━━━ Exercise input

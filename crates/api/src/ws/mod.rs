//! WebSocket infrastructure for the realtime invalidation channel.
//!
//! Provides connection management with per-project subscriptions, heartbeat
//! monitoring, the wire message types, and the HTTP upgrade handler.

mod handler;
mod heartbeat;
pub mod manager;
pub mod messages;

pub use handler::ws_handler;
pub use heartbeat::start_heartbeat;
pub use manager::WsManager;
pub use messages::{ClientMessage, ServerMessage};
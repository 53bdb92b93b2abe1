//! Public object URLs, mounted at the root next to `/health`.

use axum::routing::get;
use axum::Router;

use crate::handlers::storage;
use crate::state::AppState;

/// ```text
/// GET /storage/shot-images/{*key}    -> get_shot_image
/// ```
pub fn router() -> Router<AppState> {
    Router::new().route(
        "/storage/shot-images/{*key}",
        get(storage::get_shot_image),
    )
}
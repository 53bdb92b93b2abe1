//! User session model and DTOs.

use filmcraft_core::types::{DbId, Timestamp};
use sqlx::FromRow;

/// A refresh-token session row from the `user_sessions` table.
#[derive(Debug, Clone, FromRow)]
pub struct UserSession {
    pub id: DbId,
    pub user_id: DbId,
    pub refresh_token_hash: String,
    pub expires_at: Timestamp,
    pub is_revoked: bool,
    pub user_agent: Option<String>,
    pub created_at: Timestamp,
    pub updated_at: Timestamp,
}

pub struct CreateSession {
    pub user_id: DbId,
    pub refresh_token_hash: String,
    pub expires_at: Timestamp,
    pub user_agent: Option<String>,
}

━━━━━━

§ **Problem statement**: For each line above that contains the word "DbId", make a copy.

§ **The completed task**:
use filmcraft_core::types::{DbId, Timestamp};
    pub id: DbId,
    pub user_id: DbId,
    pub user_id: DbId,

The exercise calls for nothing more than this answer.